I’ll confess to you that I don’t know what these stories mean if you want to get down to the details – in 1 Kings when we read of Elijah raising the nearly dead son whose home he is visiting, and when we read of Jesus raising this man back to life, I certainly don’t know what exactly really went on, how such things can be. But I do know that in Christ we are offered a promise of new life that can be practically as significant to us, as meaningful to us, as being raised from the dead. I know that Jesus tried to explain that we can – we must ­– be born again. I know that when we celebrate baptisms and confirmations and reaffirmations of faith that we are saying as a congregation that we believe in second births, second chances, blessed by God, because of our experience of God’s love in our lives. What will we do about it?    

 In the last month, since I’ve received this new appointment, and as I’ve thought about our time together, four years at St. Paul’s, I’ve found myself thinking things like, “I wish I had tried to do this while I was there,” or “I wish I was brave enough to have said that.” I think about plans that I tossed around in my head that just never got off jotted ‘to do’ lists or elaborate plans for ministry that would occasionally excite my mind – only to be forgotten in light of the day to day tasks of ministry. “I wish I would have . . .” But I’m trying to quiet those voices in my head, and instead listen to the voice of God, the voice that tells me that I can, I have been, and I will be transformed by my time here with you. New life is possible here with you and with me because of the ways that we have encountered God together. And that new life doesn’t elude us just because of the new paths we’re taking.

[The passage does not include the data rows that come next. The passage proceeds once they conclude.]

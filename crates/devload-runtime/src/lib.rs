#![deny(clippy::all)]
#![warn(clippy::pedantic)]
#![allow(clippy::module_name_repetitions)]
#![allow(clippy::missing_errors_doc)]

//! On-demand module loader for devload.
//!
//! Loads a file the way the development server would serve it: transformed
//! on request, executed in an evaluator, and cached until the server reports
//! a change.
//!
//! Everything here is single-threaded. Loads may interleave at suspension
//! points; the execution cache's in-flight guard keeps each module
//! executing at most once per session.

pub mod cache;
pub mod diagnostics;
pub mod evaluator;
pub mod loader;
pub mod namespace;
pub mod runner;

pub use cache::{CacheStats, ExecutionCache, LoaderSession, ModuleRecord, TransformCache};
pub use diagnostics::{format_load_error, DiagnosticSink, StderrSink};
pub use evaluator::{Evaluator, ModuleMeta, ModuleScope};
pub use loader::{LoaderOptions, ModuleLoader};
pub use namespace::{ExportValue, Exports, Namespace};
pub use runner::{ExecutionRunner, ModuleImporter};
//! The loader facade.
//!
//! ```ignore
//! let loader = ModuleLoader::new(LoaderOptions::new(server, evaluator));
//! if let Some(exports) = loader.load_module("src/Button.story.ts").await? {
//!     // ...
//! }
//! loader.clear_cache();
//! loader.destroy().await;
//! ```

use crate::cache::LoaderSession;
use crate::diagnostics::{format_load_error, DiagnosticSink, StderrSink};
use crate::evaluator::Evaluator;
use crate::namespace::Exports;
use crate::runner::ExecutionRunner;
use devload_core::paths::absolutize;
use devload_core::{DevServer, LoadError, LoaderConfig};
use std::path::{Path, PathBuf};
use std::rc::Rc;
use tracing::debug;

/// Construction-time options for [`ModuleLoader`].
pub struct LoaderOptions {
    /// Bound development-server handle.
    pub server: Rc<dyn DevServer>,
    /// Runtime that executes transformed code.
    pub evaluator: Rc<dyn Evaluator>,
    pub config: LoaderConfig,
    /// Where load-failure diagnostics go.
    pub sink: Rc<dyn DiagnosticSink>,
}

impl LoaderOptions {
    #[must_use]
    pub fn new(server: Rc<dyn DevServer>, evaluator: Rc<dyn Evaluator>) -> Self {
        Self {
            server,
            evaluator,
            config: LoaderConfig::default(),
            sink: Rc::new(StderrSink),
        }
    }

    #[must_use]
    pub fn with_config(mut self, config: LoaderConfig) -> Self {
        self.config = config;
        self
    }

    /// Rethrow load errors after reporting them.
    #[must_use]
    pub fn with_throws(mut self, throws: bool) -> Self {
        self.config.throws = throws;
        self
    }

    #[must_use]
    pub fn with_sink(mut self, sink: Rc<dyn DiagnosticSink>) -> Self {
        self.sink = sink;
        self
    }
}

/// Loads modules through a development server's transform pipeline.
pub struct ModuleLoader {
    runner: ExecutionRunner,
    config: LoaderConfig,
    cwd: PathBuf,
    sink: Rc<dyn DiagnosticSink>,
}

impl ModuleLoader {
    #[must_use]
    pub fn new(options: LoaderOptions) -> Self {
        let session = Rc::new(LoaderSession::new(options.server));
        let cwd = options.config.base_dir();
        Self {
            runner: ExecutionRunner::new(session, options.evaluator),
            config: options.config,
            cwd,
            sink: options.sink,
        }
    }

    #[must_use]
    pub fn config(&self) -> &LoaderConfig {
        &self.config
    }

    #[must_use]
    pub fn session(&self) -> &LoaderSession {
        self.runner.session()
    }

    /// Invalidate the server's module graph and both loader caches.
    ///
    /// Safe to call at any time, any number of times.
    pub fn clear_cache(&self) {
        self.runner.session().invalidate_all();
    }

    /// Load `file` and return its exports.
    ///
    /// Failures are always reported to the diagnostic sink. They resolve to
    /// `Ok(None)` unless the loader was built with `throws`, in which case
    /// the original error is returned.
    pub async fn load_module(&self, file: impl AsRef<Path>) -> Result<Option<Exports>, LoadError> {
        let file = file.as_ref();
        let path = absolutize(file, &self.cwd);

        match self.runner.execute_file(&path).await {
            Ok(exports) => Ok(Some(exports)),
            Err(err) => {
                debug!(file = %file.display(), error = %err, "module load failed");
                self.sink.report(&format_load_error(
                    &file.display().to_string(),
                    &err,
                    self.config.color,
                ));
                if self.config.throws {
                    Err(err)
                } else {
                    Ok(None)
                }
            }
        }
    }

    /// Release loader resources.
    ///
    /// Nothing is held today; callers still await this before dropping the
    /// loader.
    pub async fn destroy(&self) {
        debug!(stats = ?self.session().stats(), "module loader destroyed");
    }
}
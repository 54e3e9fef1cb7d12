use std::fmt::Write;
use std::path::PathBuf;
use thiserror::Error;

/// Core error type for configuration handling.
#[derive(Error, Debug)]
pub enum Error {
    #[error("Failed to read config at {path}: {source}")]
    ConfigRead {
        path: PathBuf,
        #[source]
        source: std::io::Error,
    },

    #[error("Failed to parse config at {path}: {source}")]
    ConfigParse {
        path: PathBuf,
        #[source]
        source: serde_json::Error,
    },
}

/// An error thrown by evaluated module code.
#[derive(Error, Debug, Clone, PartialEq, Eq)]
#[error("{message}")]
pub struct ExecutionError {
    /// The thrown message.
    pub message: String,
    /// Source excerpt pointing at the failing location, if the runtime produced one.
    pub frame: Option<String>,
    /// Stack trace captured at the throw site.
    pub stack: Option<String>,
}

impl ExecutionError {
    #[must_use]
    pub fn new(message: impl Into<String>) -> Self {
        Self {
            message: message.into(),
            frame: None,
            stack: None,
        }
    }

    #[must_use]
    pub fn with_frame(mut self, frame: impl Into<String>) -> Self {
        self.frame = Some(frame.into());
        self
    }

    #[must_use]
    pub fn with_stack(mut self, stack: impl Into<String>) -> Self {
        self.stack = Some(stack.into());
        self
    }
}

/// Error raised while resolving, transforming or executing a module.
///
/// Errors are cloned rather than wrapped as they travel up the import chain,
/// so the loader facade always sees the value that was originally raised.
#[derive(Error, Debug, Clone, PartialEq, Eq)]
pub enum LoadError {
    #[error("Cannot find module '{specifier}'{}", importer_suffix(.importer.as_deref()))]
    NotFound {
        specifier: String,
        importer: Option<String>,
    },

    #[error("Failed to resolve '{specifier}': {message}")]
    Resolve { specifier: String, message: String },

    #[error("Failed to transform '{id}': {message}")]
    Transform {
        id: String,
        message: String,
        frame: Option<String>,
    },

    #[error(transparent)]
    Execution(#[from] ExecutionError),

    #[error("External module '{id}' cannot be loaded by this evaluator")]
    ExternalUnsupported { id: String },
}

fn importer_suffix(importer: Option<&str>) -> String {
    importer.map_or_else(String::new, |i| format!(" imported from '{i}'"))
}

impl LoadError {
    /// The bare message, without the variant prefix used by `Display`.
    #[must_use]
    pub fn message(&self) -> String {
        match self {
            Self::Transform { message, .. } | Self::Resolve { message, .. } => message.clone(),
            Self::Execution(e) => e.message.clone(),
            other => other.to_string(),
        }
    }

    /// Source excerpt attached to the error, if any.
    #[must_use]
    pub fn frame(&self) -> Option<&str> {
        match self {
            Self::Transform { frame, .. } => frame.as_deref(),
            Self::Execution(e) => e.frame.as_deref(),
            _ => None,
        }
    }

    /// Full trace for diagnostics.
    ///
    /// Execution errors report their captured stack. Every other variant
    /// renders as `Error: <display>` followed by its source chain.
    #[must_use]
    pub fn stack(&self) -> String {
        if let Self::Execution(ExecutionError {
            stack: Some(stack), ..
        }) = self
        {
            return stack.clone();
        }

        let mut out = format!("Error: {self}");
        let mut source = std::error::Error::source(self);
        while let Some(err) = source {
            let _ = write!(out, "\n    caused by: {err}");
            source = err.source();
        }
        out
    }
}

In the book I listened to, about Elner Shimfissle, most of the folks eventually got over their fear and anxiety and shock and trauma on finding out that Elner wasn’t dead after all. And most of them chose to be transformed anyway, even though they would still have her around, and to be transformed because they still had her around. Elner had a second coming of sorts, a second chance at living, and through her, so did the rest of the town.

Our gospel story is similar. At the close of the gospel lesson, we should take note of what crowds say, or better, what they don’t say. They don’t say, “God has looked favorably on this widow.” Instead, they say, God has looked favorably on [God’s] people.” (1) They understand that the blessing for this woman is a blessing for them too, and that the new life the young man receives is new life that they can share in too. Today, and everyday, God is offering us the gift of new life. Don’t get stuck in the shock or fear of such an offer. Accept the gift, and let yourself be changed because of your encounter with God. Because God is looking favorably upon us, God’s people. Amen.